# Project Myspace: Online Terrorism



## Bathtub666 (Jun 17, 2007)

I have an idea to make subversive advertisements and post them on peoples myspace. the idea would be to do it to people who have alot of coding in the first place and not notice one extra code that happens to put a banner that looks like a regular ad, but upon closer inspection is in fact something diffrent. All I need is a way to hack into myspace accounts so I can plant the code. I haven't been able to find anything via search engine, surprise surprise, and I was hoping someone would have a clue. If you would rather send it privately, you can send me a private message.

Post edited by: Bathtub666, at: 2007/06/17 05:41

Post edited by: Bathtub666, at: 2007/06/17 05:56


----------



## iago (Jun 17, 2007)

is it worth the time and trouble?


----------



## rocksy (Jun 17, 2007)

er hack? lol ok let me just get some bruteforce program for ya bucko, more like phishing site. here take mine i don't care ill just get another. 

[email protected]
fiction1

may have to punch in a confirm code because of all the sign ins by other people.


----------



## CaseyCatastrophe (Jun 19, 2007)

MySpace has been suing the holy hell out of spammers lately. Some of them are doing jailtime, even.

Just a heads up.


----------



## CaseyCatastrophe (Jun 19, 2007)

*Widerstand wrote:*


> I just need to say one thing! FUCK MYSPACE! that thing sucks so much! Yall should delete your accounts!



I'm with ya there, brother. I deleted my personal account last week. I left Girl Riot up, though, for shameless self-promotion.


By the way...
I had two karma points at the beginning of the day. Now they're gone. Which one of you assholes gave me bad karma!? C'mon. Step up so I can tell you I hate you with an unfathomable passion!


----------



## G_Jones (Jun 19, 2007)

i just gave some.


----------



## CaseyCatastrophe (Jun 19, 2007)

*G_Jones wrote:*


> i just gave some.



I returned the favor.


----------



## rocksy (Jun 19, 2007)

*CaseyCatastrophe wrote:*


> *Widerstand wrote:*
> By the way...
> I had two karma poin...ate you with an unfathomable passion![/quote]
> 
> i gave you one, too


----------



## BenjiRidesBoxcar (Aug 30, 2007)

myspace lacks so many features.

it is a completely commercialized online netowrk community.

It was almost decent back when it was run by a few individuals, but when they sold their domain to AOL TIME WARNER/FOX everything went downhill... 

fuck myspace in the ass.


----------



## Mouse (Aug 31, 2007)

it only bothers you if you let it. 

it keeps me in touch with a lot of my traveling friends.helps me find out some things that are going on (events, shows ect) it's a tool..used the right way it can be good. 

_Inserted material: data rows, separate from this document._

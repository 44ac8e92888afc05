//! Entitlement resolution endpoint.

use api_types::entitlements::{EntitlementsResponse, FeatureValue as FeatureValueView, FeatureView};
use axum::{Extension, Json, extract::State};

use crate::{ServerError, server::ServerState, user::role_view};

pub(crate) fn feature_view(feature: &engine::Feature) -> FeatureView {
    FeatureView {
        key: feature.key.as_str().to_string(),
        value: match &feature.value {
            engine::FeatureValue::Bool(value) => FeatureValueView::Bool(*value),
            engine::FeatureValue::Int(value) => FeatureValueView::Int(*value),
            engine::FeatureValue::Text(value) => FeatureValueView::Text(value.clone()),
        },
        label: feature.label.clone(),
    }
}

pub async fn get_entitlements(
    Extension(user): Extension<engine::users::Model>,
    State(state): State<ServerState>,
) -> Result<Json<EntitlementsResponse>, ServerError> {
    let entitlements = state.engine.entitlements(&user.id).await?;
    Ok(Json(EntitlementsResponse {
        role: role_view(entitlements.role.as_str()),
        plan_id: entitlements.plan.id,
        plan: entitlements.plan.name.clone(),
        features: entitlements
            .plan
            .features
            .iter()
            .map(feature_view)
            .collect(),
        stickers: entitlements.stickers,
    }))
}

if you're not able to ignore advertising by now you're gonna have a hard fuckign life in these United States. and if that shit REALLY effects your daily life your brain is pretty weak to fall for it so easily.


----------



## dVEC (Dec 2, 2008)

About the ads, using Firefox with the AdBlock Plus add-on is pretty much the shit. Note that it might "break" 1 out of 1,000 pages though, so if that happens, don't freak, just Whitelist the site in question.

Also, fuck myspace. Never been on that shit, never will. It's like Big Brother's wet dream.


----------